Clinical aspects of COVID-19
A summary of Oliver Koch's presentation at the SARS-CoV-2/COVID-19 workshop.
Virus shedding is highest early in the disease, and can start 24-48 hours before the onset of symptoms. Shedding then usually continues for one to two weeks in mild or moderate cases, or longer for more severe cases. Even after a patient has recovered, qPCR can still be positive.
COVID-19 is not a severe flu. It spreads more easily, and the mortality rate is significantly higher than seasonal flu. Data so far show that, overall, around 80% of cases are mild, 15% are severe, and 5% are critical. Recovery takes around two weeks for mild cases, and three to six weeks for more severe cases. In cases which lead to death, the progression from symptom onset to death is between two and eight weeks. Asymptomatic infections appear to be rare according to molecular testing; most “asymptomatic” cases will likely go on to develop symptoms.

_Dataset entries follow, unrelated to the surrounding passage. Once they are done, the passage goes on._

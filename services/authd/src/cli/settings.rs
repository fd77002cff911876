//! `settings`、`logs`、`history` 子命令：查看/修改系统设置，查看校验日志与换绑历史。
//!
//! 直接读写注册表文件；服务运行中修改需重启服务后生效。

use anyhow::{anyhow, bail};
use dc_shared_protocol::sha256_hex;

use super::{Flags, cli_key, open_registry};
use crate::{config::Config, registry::store::persist_registry};

/// `logs` / `history` 默认显示条数。
pub(super) const DEFAULT_LIST_LIMIT: usize = 50;
/// 密钥指纹长度（hex 字符）。
const KEY_FINGERPRINT_LEN: usize = 12;

#[derive(Debug, PartialEq, Eq)]
pub(super) enum SettingsCommand {
    Show,
    SetKey(String),
    ClearKey,
    FreeAuth(bool),
    SetName(String),
}

pub(super) fn parse_settings(action: &str, positional: &[String]) -> anyhow::Result<SettingsCommand> {
    match (action, positional) {
        ("show", []) => Ok(SettingsCommand::Show),
        ("set-key", [key]) if !key.trim().is_empty() => Ok(SettingsCommand::SetKey(key.clone())),
        ("clear-key", []) => Ok(SettingsCommand::ClearKey),
        ("free-auth", [switch]) => match switch.trim().to_ascii_lowercase().as_str() {
            "on" | "true" | "1" => Ok(SettingsCommand::FreeAuth(true)),
            "off" | "false" | "0" => Ok(SettingsCommand::FreeAuth(false)),
            other => Err(anyhow!("free-auth expects on|off, got `{other}`")),
        },
        ("name", [_, ..]) => Ok(SettingsCommand::SetName(positional.join(" "))),
        _ => Err(anyhow!(
            "usage: dc-authd settings <show|set-key K|clear-key|free-auth on|off|name N>"
        )),
    }
}

/// 解析 `--limit`，缺省为 [`DEFAULT_LIST_LIMIT`]。
pub(super) fn parse_limit(positional: &[String], flags: &Flags, usage: &str) -> anyhow::Result<usize> {
    if !positional.is_empty() {
        bail!("usage: {usage}");
    }
    match flags.number("--limit")? {
        None => Ok(DEFAULT_LIST_LIMIT),
        Some(0) => bail!("--limit must be greater than 0"),
        Some(limit) => Ok(usize::try_from(limit).unwrap_or(usize::MAX)),
    }
}

/// 密钥指纹：不回显密钥本身。
fn key_fingerprint(key: &str) -> String {
    sha256_hex(key).chars().take(KEY_FINGERPRINT_LEN).collect()
}

pub(super) fn run_settings(action: SettingsCommand) -> anyhow::Result<()> {
    let config = Config::from_env();
    let mut registry = open_registry(&config)?;

    match action {
        SettingsCommand::Show => {
            let key = cli_key(&config, &registry, None);
            println!("system-name: {}", registry.settings.system_name);
            println!("free-auth-mode: {}", registry.settings.free_auth_mode);
            println!("key-source: {}", key.source.as_str());
            println!("key-fingerprint: {}", key_fingerprint(&key.key));
            return Ok(());
        }
        SettingsCommand::SetKey(key) => {
            registry.set_secret_key(Some(&key));
            println!("secret key updated (fingerprint {})", key_fingerprint(key.trim()));
            eprintln!("signatures issued under the previous key are no longer accepted");
        }
        SettingsCommand::ClearKey => {
            registry.set_secret_key(None);
            let key = cli_key(&config, &registry, None);
            println!("secret key cleared; now using {}", key.source.as_str());
        }
        SettingsCommand::FreeAuth(enabled) => {
            registry.set_free_auth_mode(enabled);
            println!("free-auth-mode: {enabled}");
        }
        SettingsCommand::SetName(name) => {
            registry.settings.system_name = name.trim().to_string();
            println!("system-name: {}", registry.settings.system_name);
        }
    }

    persist_registry(&config.registry_path, &registry).map_err(anyhow::Error::msg)?;
    eprintln!("restart dc-authd if it is running to apply the change");
    Ok(())
}

pub(super) fn run_logs(limit: usize) -> anyhow::Result<()> {
    let registry = open_registry(&Config::from_env())?;
    for log in registry.recent_logs(limit) {
        println!(
            "{}\t{}\t{}\t{}\t{}",
            log.created_at,
            if log.success { "ok" } else { "fail" },
            log.device_code,
            log.ip_address,
            log.message.as_deref().unwrap_or("-")
        );
    }
    Ok(())
}

pub(super) fn run_history(limit: usize) -> anyhow::Result<()> {
    let registry = open_registry(&Config::from_env())?;
    for record in registry.recent_history(limit) {
        println!(
            "{}\t{} -> {}\t{}\t{}",
            record.created_at,
            record.old_device_code,
            record.new_device_code,
            record.reason,
            record.ip_address
        );
    }
    Ok(())
}
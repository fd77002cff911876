//! 设备授权校验接口。

mod http;
pub(crate) mod verify;

pub(crate) use http::device_verify_handler;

The median age of hospital admissions in China was 47. Age was a major contributing factor in whether a patient would need to be admitted to Intensive Care; older patients were far more likely to become critical, whilst the disease tends to be more mild in younger adults and children. Children may also be less likely to become infected, although we will need seroprevalence studies to confirm this. Certain co-morbidities also increase the risk of a patient becoming severely unwell, particularly hypertension, diabetes, and existing respiratory problems.
Some laboratory markers, such as lymphocyte count, may be predictive of how the disease may progress in a patient. However, as we do not yet fully understand the relationship between these markers and the disease, they could confuse diagnosis.
Pregnancy does not yet appear to stand out as a significant risk factor for the development of severe disease, but this is still based on only a small number of cases. Intrauterine transmission has not been identified, but some cases of the disease in new-borns have been documented.